▶ **WHAT IS BEING ASKED**:
Filter the records below, keeping only lines with the string "NaiveDateTime".

Saved entries
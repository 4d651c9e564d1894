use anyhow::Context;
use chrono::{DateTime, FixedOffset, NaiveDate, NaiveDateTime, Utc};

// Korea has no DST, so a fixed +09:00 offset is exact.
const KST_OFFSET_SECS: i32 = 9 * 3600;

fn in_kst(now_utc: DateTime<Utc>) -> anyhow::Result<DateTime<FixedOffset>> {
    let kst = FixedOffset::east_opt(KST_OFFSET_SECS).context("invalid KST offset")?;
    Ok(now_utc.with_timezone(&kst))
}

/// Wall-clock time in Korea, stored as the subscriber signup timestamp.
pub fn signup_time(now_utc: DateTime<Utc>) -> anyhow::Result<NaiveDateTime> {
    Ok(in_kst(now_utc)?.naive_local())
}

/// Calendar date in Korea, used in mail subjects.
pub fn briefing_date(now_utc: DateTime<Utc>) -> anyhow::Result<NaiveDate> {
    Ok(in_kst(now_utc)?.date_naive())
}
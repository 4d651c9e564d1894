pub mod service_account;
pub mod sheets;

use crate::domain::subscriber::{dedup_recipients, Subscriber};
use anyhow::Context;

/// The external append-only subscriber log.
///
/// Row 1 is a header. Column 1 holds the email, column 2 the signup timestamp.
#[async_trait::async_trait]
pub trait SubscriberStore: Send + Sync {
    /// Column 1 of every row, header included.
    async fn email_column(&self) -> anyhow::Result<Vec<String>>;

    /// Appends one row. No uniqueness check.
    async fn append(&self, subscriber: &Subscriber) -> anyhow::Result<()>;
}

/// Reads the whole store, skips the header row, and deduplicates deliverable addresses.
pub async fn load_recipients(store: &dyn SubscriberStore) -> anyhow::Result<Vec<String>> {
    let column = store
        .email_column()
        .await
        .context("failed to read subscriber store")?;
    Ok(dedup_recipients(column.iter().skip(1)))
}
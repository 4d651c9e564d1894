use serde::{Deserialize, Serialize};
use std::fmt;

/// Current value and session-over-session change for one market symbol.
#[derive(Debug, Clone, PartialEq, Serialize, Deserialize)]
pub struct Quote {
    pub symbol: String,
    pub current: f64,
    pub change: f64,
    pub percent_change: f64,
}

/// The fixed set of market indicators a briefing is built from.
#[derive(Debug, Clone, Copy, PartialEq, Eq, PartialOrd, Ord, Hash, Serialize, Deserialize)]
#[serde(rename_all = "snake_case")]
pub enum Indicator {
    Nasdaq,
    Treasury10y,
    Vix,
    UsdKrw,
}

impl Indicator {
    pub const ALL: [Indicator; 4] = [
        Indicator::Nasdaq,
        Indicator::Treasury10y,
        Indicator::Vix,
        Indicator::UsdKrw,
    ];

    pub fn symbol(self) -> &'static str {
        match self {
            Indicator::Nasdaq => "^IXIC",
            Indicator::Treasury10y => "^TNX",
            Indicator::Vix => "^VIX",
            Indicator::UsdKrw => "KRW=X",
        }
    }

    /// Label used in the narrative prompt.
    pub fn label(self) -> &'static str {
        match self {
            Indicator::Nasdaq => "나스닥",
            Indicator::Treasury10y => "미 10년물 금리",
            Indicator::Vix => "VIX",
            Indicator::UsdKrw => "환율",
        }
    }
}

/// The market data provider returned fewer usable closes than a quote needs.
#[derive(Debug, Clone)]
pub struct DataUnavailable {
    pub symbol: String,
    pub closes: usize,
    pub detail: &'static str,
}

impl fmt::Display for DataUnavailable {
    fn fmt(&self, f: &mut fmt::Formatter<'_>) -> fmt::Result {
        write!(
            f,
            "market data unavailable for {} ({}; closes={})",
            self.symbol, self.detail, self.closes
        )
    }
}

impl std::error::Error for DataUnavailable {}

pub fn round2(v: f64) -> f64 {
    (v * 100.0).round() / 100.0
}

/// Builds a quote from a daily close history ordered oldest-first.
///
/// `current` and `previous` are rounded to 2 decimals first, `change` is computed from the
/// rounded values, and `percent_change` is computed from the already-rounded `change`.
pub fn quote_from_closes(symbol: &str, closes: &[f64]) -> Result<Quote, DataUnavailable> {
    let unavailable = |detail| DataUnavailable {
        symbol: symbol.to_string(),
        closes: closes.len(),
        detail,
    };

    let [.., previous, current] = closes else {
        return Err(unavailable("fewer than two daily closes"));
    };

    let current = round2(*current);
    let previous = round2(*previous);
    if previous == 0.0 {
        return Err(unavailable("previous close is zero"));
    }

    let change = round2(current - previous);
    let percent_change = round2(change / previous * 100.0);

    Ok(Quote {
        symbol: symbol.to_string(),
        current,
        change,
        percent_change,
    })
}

▶ **FINAL ANSWER**:
use chrono::{DateTime, FixedOffset, NaiveDate, NaiveDateTime, Utc};
pub fn signup_time(now_utc: DateTime<Utc>) -> anyhow::Result<NaiveDateTime> {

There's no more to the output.